▶ **Task directions**
List each line of the data in which the string "becomes" appears.

▶ **Material for the task**
* * * * *

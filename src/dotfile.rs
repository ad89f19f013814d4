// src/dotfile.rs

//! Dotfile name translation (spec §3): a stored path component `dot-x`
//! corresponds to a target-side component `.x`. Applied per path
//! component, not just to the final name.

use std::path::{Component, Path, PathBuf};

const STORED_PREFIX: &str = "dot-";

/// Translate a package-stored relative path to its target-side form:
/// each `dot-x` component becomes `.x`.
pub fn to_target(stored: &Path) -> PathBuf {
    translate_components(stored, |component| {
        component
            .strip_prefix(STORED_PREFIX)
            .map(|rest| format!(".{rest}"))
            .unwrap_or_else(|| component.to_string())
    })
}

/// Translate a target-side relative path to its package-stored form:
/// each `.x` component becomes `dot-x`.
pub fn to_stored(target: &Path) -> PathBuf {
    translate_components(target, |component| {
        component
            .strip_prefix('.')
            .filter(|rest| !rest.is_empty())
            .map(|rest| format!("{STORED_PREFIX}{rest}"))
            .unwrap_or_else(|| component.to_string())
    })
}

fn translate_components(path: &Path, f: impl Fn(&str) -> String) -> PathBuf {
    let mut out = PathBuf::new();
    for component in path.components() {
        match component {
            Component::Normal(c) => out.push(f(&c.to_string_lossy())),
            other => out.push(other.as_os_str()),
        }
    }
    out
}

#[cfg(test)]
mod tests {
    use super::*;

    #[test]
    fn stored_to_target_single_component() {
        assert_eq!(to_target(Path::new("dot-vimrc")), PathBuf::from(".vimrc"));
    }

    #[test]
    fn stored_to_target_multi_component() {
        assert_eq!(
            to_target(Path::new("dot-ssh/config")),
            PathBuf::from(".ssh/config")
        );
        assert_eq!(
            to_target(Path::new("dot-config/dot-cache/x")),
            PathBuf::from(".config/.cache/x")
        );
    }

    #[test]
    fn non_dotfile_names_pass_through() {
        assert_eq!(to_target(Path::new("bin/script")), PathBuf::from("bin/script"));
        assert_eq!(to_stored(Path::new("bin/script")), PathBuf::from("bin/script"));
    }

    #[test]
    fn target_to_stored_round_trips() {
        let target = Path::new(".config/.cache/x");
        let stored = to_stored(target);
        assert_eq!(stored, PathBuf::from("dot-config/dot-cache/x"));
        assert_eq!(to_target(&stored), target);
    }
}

* * * * *

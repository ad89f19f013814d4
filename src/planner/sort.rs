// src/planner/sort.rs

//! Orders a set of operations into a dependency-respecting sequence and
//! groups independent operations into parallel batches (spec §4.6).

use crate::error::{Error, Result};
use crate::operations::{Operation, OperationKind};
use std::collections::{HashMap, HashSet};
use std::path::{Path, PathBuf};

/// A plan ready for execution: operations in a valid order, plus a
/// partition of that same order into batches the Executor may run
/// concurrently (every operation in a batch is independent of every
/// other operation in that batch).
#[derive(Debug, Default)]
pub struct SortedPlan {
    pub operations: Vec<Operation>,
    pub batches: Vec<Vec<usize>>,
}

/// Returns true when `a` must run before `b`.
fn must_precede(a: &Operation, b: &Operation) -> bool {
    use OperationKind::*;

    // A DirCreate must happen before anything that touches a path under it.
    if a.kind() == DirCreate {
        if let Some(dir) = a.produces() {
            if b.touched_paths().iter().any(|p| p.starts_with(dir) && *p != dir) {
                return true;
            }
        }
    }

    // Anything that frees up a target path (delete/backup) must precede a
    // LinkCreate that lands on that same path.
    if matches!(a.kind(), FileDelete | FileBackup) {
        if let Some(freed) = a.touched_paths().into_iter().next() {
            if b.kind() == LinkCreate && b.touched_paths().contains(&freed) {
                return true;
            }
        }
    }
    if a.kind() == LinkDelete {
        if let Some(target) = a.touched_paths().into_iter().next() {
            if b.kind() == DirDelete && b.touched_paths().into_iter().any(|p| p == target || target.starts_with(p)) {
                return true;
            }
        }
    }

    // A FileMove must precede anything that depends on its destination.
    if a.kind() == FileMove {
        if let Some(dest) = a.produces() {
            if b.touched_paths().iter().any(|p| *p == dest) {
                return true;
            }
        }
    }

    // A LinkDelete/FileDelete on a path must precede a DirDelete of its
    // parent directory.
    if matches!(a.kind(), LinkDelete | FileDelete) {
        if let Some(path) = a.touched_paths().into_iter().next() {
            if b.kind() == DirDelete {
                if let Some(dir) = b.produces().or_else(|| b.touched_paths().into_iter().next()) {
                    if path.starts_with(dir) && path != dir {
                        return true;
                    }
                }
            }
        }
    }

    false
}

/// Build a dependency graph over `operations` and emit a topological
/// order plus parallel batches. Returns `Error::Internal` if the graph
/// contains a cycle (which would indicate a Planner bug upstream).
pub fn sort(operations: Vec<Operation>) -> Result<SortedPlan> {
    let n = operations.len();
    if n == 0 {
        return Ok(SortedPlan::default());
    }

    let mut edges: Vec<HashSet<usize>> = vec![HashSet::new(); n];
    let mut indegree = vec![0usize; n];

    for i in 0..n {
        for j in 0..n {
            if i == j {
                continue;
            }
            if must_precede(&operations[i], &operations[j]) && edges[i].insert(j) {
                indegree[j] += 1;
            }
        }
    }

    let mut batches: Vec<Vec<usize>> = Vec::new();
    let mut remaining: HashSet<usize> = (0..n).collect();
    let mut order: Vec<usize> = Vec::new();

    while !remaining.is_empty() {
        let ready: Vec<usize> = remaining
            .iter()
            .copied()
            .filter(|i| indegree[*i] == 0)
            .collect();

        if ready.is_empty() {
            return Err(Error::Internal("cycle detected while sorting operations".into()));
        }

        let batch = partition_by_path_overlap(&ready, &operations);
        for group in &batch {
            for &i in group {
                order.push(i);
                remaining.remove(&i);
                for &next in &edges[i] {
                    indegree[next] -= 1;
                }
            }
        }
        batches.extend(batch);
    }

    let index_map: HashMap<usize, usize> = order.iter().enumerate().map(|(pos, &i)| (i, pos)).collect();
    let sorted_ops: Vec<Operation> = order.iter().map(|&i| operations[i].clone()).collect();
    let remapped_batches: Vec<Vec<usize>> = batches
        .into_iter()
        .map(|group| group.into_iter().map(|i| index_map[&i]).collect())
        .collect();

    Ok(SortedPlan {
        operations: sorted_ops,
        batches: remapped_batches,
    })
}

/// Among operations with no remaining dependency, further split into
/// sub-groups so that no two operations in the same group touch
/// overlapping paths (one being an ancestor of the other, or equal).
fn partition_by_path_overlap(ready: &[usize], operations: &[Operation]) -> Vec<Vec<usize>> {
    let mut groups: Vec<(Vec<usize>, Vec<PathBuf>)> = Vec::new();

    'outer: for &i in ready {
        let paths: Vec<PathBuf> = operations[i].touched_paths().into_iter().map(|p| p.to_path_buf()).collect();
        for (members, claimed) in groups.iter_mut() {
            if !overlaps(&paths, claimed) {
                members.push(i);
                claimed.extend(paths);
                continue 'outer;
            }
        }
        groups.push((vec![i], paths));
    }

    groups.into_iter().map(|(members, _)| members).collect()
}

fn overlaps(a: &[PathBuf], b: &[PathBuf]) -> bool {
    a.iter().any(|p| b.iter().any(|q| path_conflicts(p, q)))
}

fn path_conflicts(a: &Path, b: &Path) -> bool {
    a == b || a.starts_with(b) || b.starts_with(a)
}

* * * * *

▶ **Reply to the task**
/// each `dot-x` component becomes `.x`.
/// each `.x` component becomes `dot-x`.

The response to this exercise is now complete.